API Design & GraphQL — Advanced Interview Handbook

How to design APIs senior/staff interviewers respect: REST done right (resources, status codes, versioning, pagination, idempotency, errors, rate limiting), when REST hurts, GraphQL (schema, resolvers, the N+1 problem and DataLoader, caching, security), gRPC, and choosing between them — with the tradeoffs stated out loud, plus a Q&A bank.

1. What Makes a Good API

An API is a contract and a product for other engineers.

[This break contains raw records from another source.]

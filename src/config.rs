// The configuration snapshot the console consumes at power up. The front
// end owns parsing and validation; once the emulation thread starts the
// snapshot is never mutated, so there is no listener machinery here.
use std::str::FromStr;

// Emulation pacing: real time, twice real time, or as fast as the host can
// execute (no frame waits at all).
#[derive(Clone, Copy, Debug, Eq, PartialEq)]
pub enum Speed {
    Normal,
    Double,
    Free,
}

impl FromStr for Speed {
    type Err = String;

    fn from_str(s: &str) -> Result<Self, Self::Err> {
        match s {
            "normal" => Ok(Speed::Normal),
            "2x" => Ok(Speed::Double),
            "free" => Ok(Speed::Free),
            _ => Err(format!("Unknown speed: {} (expected normal, 2x or free)", s)),
        }
    }
}

// Model selection: auto follows the cartridge header's color flag.
#[derive(Clone, Copy, Debug, Eq, PartialEq)]
pub enum Mode {
    Auto,
    Color,
    Mono,
}

impl FromStr for Mode {
    type Err = String;

    fn from_str(s: &str) -> Result<Self, Self::Err> {
        match s {
            "auto" => Ok(Mode::Auto),
            "color" => Ok(Mode::Color),
            "mono" => Ok(Mode::Mono),
            _ => Err(format!("Unknown mode: {} (expected auto, color or mono)", s)),
        }
    }
}

#[derive(Clone, Copy, Debug, Eq, PartialEq)]
pub enum LinkKind {
    Socket,
    Pipe,
}

impl FromStr for LinkKind {
    type Err = String;

    fn from_str(s: &str) -> Result<Self, Self::Err> {
        match s {
            "socket" => Ok(LinkKind::Socket),
            "pipe" => Ok(LinkKind::Pipe),
            _ => Err(format!("Unknown link type: {} (expected socket or pipe)", s)),
        }
    }
}

#[derive(Clone)]
pub struct LinkConfig {
    pub enable: bool,
    pub master: bool,
    pub kind: LinkKind,
    pub addr: String,
    pub port: u16,
}

impl Default for LinkConfig {
    fn default() -> Self {
        Self { enable: false, master: true, kind: LinkKind::Socket, addr: String::from("127.0.0.1"), port: 8765 }
    }
}

#[derive(Clone)]
pub struct Config {
    pub rom_path: String,
    pub bios_path: Option<String>,
    pub speed: Speed,
    pub mode: Mode,
    pub link: LinkConfig,
    pub trace: bool,
}

impl Default for Config {
    fn default() -> Self {
        Self {
            rom_path: String::new(),
            bios_path: None,
            speed: Speed::Normal,
            mode: Mode::Auto,
            link: LinkConfig::default(),
            trace: false,
        }
    }
}

#[cfg(test)]
mod tests {
    use super::*;

    #[test]
    fn test_option_parsing() {
        assert_eq!("2x".parse::<Speed>(), Ok(Speed::Double));
        assert_eq!("free".parse::<Speed>(), Ok(Speed::Free));
        assert_eq!("mono".parse::<Mode>(), Ok(Mode::Mono));
        assert_eq!("socket".parse::<LinkKind>(), Ok(LinkKind::Socket));
        assert!("fast".parse::<Speed>().is_err());
        assert!("dmg".parse::<Mode>().is_err());
    }
}
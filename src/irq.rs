// FF0F - IF - Interrupt Flag (R/W)
// Bit 0: V-Blank  Interrupt Request (INT 40h)  (1=Request)
// Bit 1: LCD STAT Interrupt Request (INT 48h)  (1=Request)
// Bit 2: Timer    Interrupt Request (INT 50h)  (1=Request)
// Bit 3: Serial   Interrupt Request (INT 58h)  (1=Request)
// Bit 4: Joypad   Interrupt Request (INT 60h)  (1=Request)
//
// The request register is shared between every peripheral that can raise an
// interrupt, so it is passed around as Rc<RefCell<Irq>>.
use std::cell::RefCell;
use std::rc::Rc;

#[rustfmt::skip]
#[derive(Clone, Copy)]
pub enum Interrupt {
    VBlank  = 0,
    LcdStat = 1,
    Timer   = 2,
    Serial  = 3,
    Joypad  = 4,
}

pub struct Irq {
    pub data: u8,
}

impl Irq {
    pub fn power_up() -> Rc<RefCell<Self>> {
        Rc::new(RefCell::new(Self { data: 0x00 }))
    }

    pub fn raise(&mut self, i: Interrupt) {
        self.data |= 1 << i as u8;
    }
}

#[cfg(test)]
mod tests {
    use super::{Interrupt, Irq};

    #[test]
    fn test_raise_sets_request_bit() {
        let irq = Irq::power_up();
        irq.borrow_mut().raise(Interrupt::Timer);
        irq.borrow_mut().raise(Interrupt::Joypad);
        assert_eq!(irq.borrow().data, 0b0001_0100);
    }
}
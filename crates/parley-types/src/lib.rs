//! Parley record shapes.
//!
//! `Message` and `User` are plain immutable records. A message points at its
//! sender by `UserId` only; looking the sender up is left to a directory.
//! The category fields (`type`, `role`) are closed sets defined outside this
//! crate: plug in a serde enum, or use `Tag` checked against a `Vocabulary`.

pub mod codec;
pub mod error;
pub mod models;
pub mod vocab;

pub use error::ShapeError;
pub use models::{Message, MessageId, MessageType, User, UserId, UserRole};
pub use vocab::{Tag, Vocabulary};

The qualities to name:

Consistent — predictable naming, shapes, and errors across endpoints.
Evolvable — you can add features without breaking existing clients.
Hard to misuse — sensible defaults, clear required vs optional, safe by default.
Well-documented — schema/contract first (OpenAPI, GraphQL SDL, protobuf).
Observable & protected — versioned, rate-limited, paginated, idempotent where it matters.

Senior answer: “I design the contract first (OpenAPI / SDL / proto), think about backward compatibility from day one, and treat the API as a long-lived product — because clients I don’t control will depend on every quirk I ship.”

2. REST Fundamentals

REST models the domain as resources (nouns) manipulated via HTTP methods (verbs):

Method	Meaning	Safe?	Idempotent?
GET	Read	Yes	Yes
POST	Create / action	No	No
PUT	Replace (full)	No	Yes
PATCH	Partial update	No	Usually no
DELETE	Remove	No	Yes

Resource URLs are nouns, plural: /users/123/orders, not /getUserOrders.
Statelessness — each request carries its own auth/context; no server session affinity → easy horizontal scaling.
Use status codes correctly: 200 OK, 201 Created (+ Location), 204 No Content, 400 Bad Request, 401 Unauthenticated, 403 Forbidden, 404 Not Found, 409 Conflict, 422 Unprocessable, 429 Too Many Requests, 500/503 server.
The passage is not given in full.